[Stored items]
*** Begin section ***

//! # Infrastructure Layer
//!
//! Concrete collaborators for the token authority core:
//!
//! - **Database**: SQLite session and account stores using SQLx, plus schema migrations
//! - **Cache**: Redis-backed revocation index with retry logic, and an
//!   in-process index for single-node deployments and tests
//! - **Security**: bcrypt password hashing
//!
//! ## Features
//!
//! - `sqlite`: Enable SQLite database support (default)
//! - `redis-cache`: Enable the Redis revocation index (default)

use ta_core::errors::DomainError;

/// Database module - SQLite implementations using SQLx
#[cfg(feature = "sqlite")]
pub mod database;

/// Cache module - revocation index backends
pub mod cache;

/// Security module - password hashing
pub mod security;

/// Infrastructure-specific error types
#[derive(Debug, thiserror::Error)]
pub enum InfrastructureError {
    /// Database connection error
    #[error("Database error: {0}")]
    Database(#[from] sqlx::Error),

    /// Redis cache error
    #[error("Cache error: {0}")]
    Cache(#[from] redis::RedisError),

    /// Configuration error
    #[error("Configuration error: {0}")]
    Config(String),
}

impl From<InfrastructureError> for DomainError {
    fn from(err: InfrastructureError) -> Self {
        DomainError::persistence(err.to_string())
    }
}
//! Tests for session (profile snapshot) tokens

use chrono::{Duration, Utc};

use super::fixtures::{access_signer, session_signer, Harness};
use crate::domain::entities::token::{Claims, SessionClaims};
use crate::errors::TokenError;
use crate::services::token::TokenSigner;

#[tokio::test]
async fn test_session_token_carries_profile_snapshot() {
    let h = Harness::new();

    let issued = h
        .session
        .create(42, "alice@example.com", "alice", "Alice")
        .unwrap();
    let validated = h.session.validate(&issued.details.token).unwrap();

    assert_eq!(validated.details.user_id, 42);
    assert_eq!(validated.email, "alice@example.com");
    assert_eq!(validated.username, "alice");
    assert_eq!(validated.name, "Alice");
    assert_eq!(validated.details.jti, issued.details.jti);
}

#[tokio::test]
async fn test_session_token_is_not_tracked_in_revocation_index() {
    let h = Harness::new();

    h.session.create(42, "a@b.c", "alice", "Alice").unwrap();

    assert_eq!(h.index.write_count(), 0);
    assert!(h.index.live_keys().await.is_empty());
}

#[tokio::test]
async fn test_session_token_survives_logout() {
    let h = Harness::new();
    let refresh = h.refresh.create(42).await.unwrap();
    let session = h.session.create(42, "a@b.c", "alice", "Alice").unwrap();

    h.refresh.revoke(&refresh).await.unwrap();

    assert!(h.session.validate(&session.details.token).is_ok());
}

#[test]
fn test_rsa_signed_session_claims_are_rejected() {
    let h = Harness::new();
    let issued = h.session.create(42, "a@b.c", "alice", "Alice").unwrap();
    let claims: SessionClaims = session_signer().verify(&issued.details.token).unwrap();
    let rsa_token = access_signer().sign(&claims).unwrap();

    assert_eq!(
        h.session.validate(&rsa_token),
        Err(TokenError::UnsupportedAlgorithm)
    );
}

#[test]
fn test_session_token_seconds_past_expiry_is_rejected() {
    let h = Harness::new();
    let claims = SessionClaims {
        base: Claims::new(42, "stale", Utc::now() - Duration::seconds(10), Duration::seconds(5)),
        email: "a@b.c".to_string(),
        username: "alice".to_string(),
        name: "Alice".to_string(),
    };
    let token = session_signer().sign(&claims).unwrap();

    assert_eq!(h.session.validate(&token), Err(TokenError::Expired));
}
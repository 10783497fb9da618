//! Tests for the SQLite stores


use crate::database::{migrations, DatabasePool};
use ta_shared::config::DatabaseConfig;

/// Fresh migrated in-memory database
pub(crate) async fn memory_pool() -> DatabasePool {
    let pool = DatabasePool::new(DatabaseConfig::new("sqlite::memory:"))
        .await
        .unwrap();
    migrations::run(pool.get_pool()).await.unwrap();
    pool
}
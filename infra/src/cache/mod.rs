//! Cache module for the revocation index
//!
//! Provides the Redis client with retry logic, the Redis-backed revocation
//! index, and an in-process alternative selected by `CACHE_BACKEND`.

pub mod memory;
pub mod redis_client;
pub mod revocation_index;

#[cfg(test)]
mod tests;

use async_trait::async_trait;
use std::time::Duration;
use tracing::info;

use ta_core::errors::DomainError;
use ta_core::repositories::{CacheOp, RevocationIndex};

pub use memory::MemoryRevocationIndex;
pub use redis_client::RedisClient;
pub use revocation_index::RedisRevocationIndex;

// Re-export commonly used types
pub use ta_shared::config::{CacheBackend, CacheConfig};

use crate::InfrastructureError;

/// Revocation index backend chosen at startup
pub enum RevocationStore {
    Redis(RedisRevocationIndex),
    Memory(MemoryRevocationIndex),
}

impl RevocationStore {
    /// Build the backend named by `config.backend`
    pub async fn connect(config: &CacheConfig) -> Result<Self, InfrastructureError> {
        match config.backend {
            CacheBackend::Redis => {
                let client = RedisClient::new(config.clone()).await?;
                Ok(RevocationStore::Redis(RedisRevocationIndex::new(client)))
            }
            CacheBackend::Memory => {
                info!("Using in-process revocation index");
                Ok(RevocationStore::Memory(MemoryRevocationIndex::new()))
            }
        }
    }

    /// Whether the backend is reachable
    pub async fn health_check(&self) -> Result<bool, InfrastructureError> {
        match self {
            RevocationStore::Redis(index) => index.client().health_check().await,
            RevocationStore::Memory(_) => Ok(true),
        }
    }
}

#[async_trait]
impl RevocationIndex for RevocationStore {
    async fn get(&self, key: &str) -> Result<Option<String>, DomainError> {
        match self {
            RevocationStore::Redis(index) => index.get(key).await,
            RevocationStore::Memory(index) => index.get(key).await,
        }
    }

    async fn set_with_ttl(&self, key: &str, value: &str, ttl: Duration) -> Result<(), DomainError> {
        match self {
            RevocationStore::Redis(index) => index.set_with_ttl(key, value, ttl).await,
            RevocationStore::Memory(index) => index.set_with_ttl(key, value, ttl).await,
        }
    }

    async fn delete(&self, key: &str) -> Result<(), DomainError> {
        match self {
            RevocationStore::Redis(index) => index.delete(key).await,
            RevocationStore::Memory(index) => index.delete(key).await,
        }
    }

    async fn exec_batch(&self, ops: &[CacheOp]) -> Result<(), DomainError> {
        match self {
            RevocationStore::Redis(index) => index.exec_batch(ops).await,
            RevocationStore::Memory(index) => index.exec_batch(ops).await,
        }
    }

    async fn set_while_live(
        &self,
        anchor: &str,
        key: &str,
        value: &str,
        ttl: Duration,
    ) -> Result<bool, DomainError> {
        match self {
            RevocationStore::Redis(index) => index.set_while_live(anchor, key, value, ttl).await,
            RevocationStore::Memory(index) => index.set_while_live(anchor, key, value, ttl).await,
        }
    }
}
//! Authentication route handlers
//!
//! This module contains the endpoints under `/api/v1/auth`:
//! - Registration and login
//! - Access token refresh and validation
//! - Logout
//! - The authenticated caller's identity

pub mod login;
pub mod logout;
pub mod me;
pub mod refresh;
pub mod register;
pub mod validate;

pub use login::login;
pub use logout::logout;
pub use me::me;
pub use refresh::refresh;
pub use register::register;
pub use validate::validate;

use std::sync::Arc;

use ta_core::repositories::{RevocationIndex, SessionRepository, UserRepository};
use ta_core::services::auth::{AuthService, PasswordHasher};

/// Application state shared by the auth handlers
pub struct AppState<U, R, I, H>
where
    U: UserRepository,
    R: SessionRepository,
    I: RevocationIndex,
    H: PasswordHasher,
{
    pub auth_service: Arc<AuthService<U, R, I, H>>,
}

*** End section ***

> _Exercise requirements_
The lines from the first of the entries through the line holding "pub mod cache;" are to be restated word for word, and no others.

> _Task result_
//! # Infrastructure Layer
//!
//! Concrete collaborators for the token authority core:
//!
//! - **Database**: SQLite session and account stores using SQLx, plus schema migrations
//! - **Cache**: Redis-backed revocation index with retry logic, and an
//!   in-process index for single-node deployments and tests
//! - **Security**: bcrypt password hashing
//!
//! ## Features
//!
//! - `sqlite`: Enable SQLite database support (default)
//! - `redis-cache`: Enable the Redis revocation index (default)

use ta_core::errors::DomainError;

/// Database module - SQLite implementations using SQLx
#[cfg(feature = "sqlite")]
pub mod database;

/// Cache module - revocation index backends
pub mod cache;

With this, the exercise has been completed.